The original idea comes from this Brian Marick post, subsequently revisited and re-proposed by several people with little changes in wording
Quandrants are deeply described in Agile Testing and More Agile Testing books from Crispin/Gregory.
Long story short: "testing" activities should help team to collect info about "doneness" of a working unit (for instance an user story), quadrants helps to understand which testing activity is more suited to:
- guide and confirm the implementation of business value
- guide and confirm the implementation of actual code
- critique and discover the product from a business value point of view
- critique and discover the product from a technology implementation point of view
Here is the latest (2019) version from Crispin/Gregory
Example: we are working on an user story that involves create and add a brand new breadcrumb element in some web pages, aiming to help end users to better navigate the website (and reduce bounce, increase visit time, and so on)
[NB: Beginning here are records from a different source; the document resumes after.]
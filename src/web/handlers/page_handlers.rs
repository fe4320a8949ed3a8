// src/web/handlers/page_handlers.rs
use rocket::form::Form;
use rocket::fs::TempFile;
use rocket::http::{CookieJar, Status};
use rocket::response::content::RawHtml;
use rocket::response::status;
use rocket::response::Redirect;
use rocket::serde::json::Json;
use rocket::State;
use tokio::io::AsyncReadExt;
use tracing::{info, warn};

use crate::assessment::ProfileImage;
use crate::errors::ValidationError;
use crate::image_validator::{ImageValidationError, ImageValidator};
use crate::render::html::{render_page, RESULT_SECTION_ID};
use crate::session::{ExportOutcome, SubmitOutcome};
use crate::web::session_cookie::session_for;
use crate::web::types::*;
use crate::web::WebState;

pub async fn index_handler(jar: &CookieJar<'_>, state: &State<WebState>) -> RawHtml<String> {
    let session = session_for(jar, &state.sessions).await;
    RawHtml(render_page(&session.view().await))
}

pub async fn assess_handler(
    form: Form<AssessForm<'_>>,
    jar: &CookieJar<'_>,
    state: &State<WebState>,
) -> Redirect {
    let session = session_for(jar, &state.sessions).await;

    let image = match read_screenshot(form.screenshot.as_ref()).await {
        Ok(image) => image,
        Err(e) => {
            warn!("Screenshot rejected: {}", e.message);
            session
                .reject(&form.profile_url, ValidationError::Image(e))
                .await;
            return Redirect::to("/");
        }
    };

    match session.submit(&form.profile_url, image).await {
        SubmitOutcome::Completed(result) => {
            info!("Assessment ready for {}", result.display_name())
        }
        SubmitOutcome::Rejected(e) => info!("Submit rejected: {}", e),
        SubmitOutcome::Failed(e) => info!("Submit failed with {}", e.code()),
        SubmitOutcome::Ignored => {}
    }

    if session.take_scroll_request().await {
        Redirect::to(format!("/#{}", RESULT_SECTION_ID))
    } else {
        Redirect::to("/")
    }
}

pub async fn attach_screenshot_handler(
    form: Form<AssessForm<'_>>,
    jar: &CookieJar<'_>,
    state: &State<WebState>,
) -> Redirect {
    let session = session_for(jar, &state.sessions).await;
    session.set_draft_url(&form.profile_url).await;

    match read_screenshot(form.screenshot.as_ref()).await {
        Ok(Some(image)) => {
            session.attach_image(image).await;
        }
        Ok(None) => {}
        Err(e) => {
            session
                .reject(&form.profile_url, ValidationError::Image(e))
                .await;
        }
    }
    Redirect::to("/")
}

pub async fn screenshot_preview_handler(
    jar: &CookieJar<'_>,
    state: &State<WebState>,
) -> Option<ImageResponse> {
    let session = session_for(jar, &state.sessions).await;
    session.view().await.draft.image.map(ImageResponse)
}

pub async fn remove_screenshot_handler(
    form: Form<AssessForm<'_>>,
    jar: &CookieJar<'_>,
    state: &State<WebState>,
) -> Redirect {
    let session = session_for(jar, &state.sessions).await;
    session.set_draft_url(&form.profile_url).await;
    session.clear_image().await;
    Redirect::to("/")
}

pub async fn reset_handler(jar: &CookieJar<'_>, state: &State<WebState>) -> Redirect {
    let session = session_for(jar, &state.sessions).await;
    if !session.reset().await {
        warn!("Reset refused while an operation is running");
    }
    Redirect::to("/")
}

pub async fn export_handler(
    jar: &CookieJar<'_>,
    state: &State<WebState>,
) -> Result<PdfResponse, status::Custom<Json<StandardErrorResponse>>> {
    let session = session_for(jar, &state.sessions).await;

    match session.export_requested(state.exporter.clone()).await {
        ExportOutcome::Completed(document) => {
            info!(
                "Serving {} ({} bytes)",
                document.filename,
                document.bytes.len()
            );
            Ok(PdfResponse::with_filename(document.bytes, document.filename))
        }
        ExportOutcome::Failed(e) => Err(status::Custom(
            Status::InternalServerError,
            Json(StandardErrorResponse::from_export(&e)),
        )),
        ExportOutcome::Ignored => Err(status::Custom(
            Status::Conflict,
            Json(StandardErrorResponse::new(
                "No results to export".to_string(),
                "EXPORT_UNAVAILABLE".to_string(),
                vec!["Run an assessment first".to_string()],
                None,
            )),
        )),
    }
}

/// Empty file inputs come through as a zero-length part
async fn read_screenshot(
    file: Option<&TempFile<'_>>,
) -> Result<Option<ProfileImage>, ImageValidationError> {
    let Some(file) = file.filter(|f| f.len() > 0) else {
        return Ok(None);
    };

    let mut reader = Box::pin(file.open().await.map_err(ImageValidationError::unreadable)?);
    let mut data = Vec::with_capacity(file.len() as usize);
    reader
        .read_to_end(&mut data)
        .await
        .map_err(ImageValidationError::unreadable)?;

    ImageValidator::validate(data).map(Some)
}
Quadrants may help us to understand that we:
- could need some "e2e" automated test to confirm the element is present in page, can be clicked, and points to desired pages inside actual website
- could need some "unit" or "component" test to confirm internal code used to build a generic breadcrumb doesn't fail on corner case
- could need some "usability" test to discover if end users will understand how it works
- could need some "performace" test to discover if we'll increase database response time due new extra info to collect in order to build the breadcrumb
You can also flip the point of view and use the quadrants to understand if a testing activity is worth. For example, you can ask yourself: as developer, am I using unit tests to understand what the code needs to do? or component tests to consolidate design of a deployable part of the system?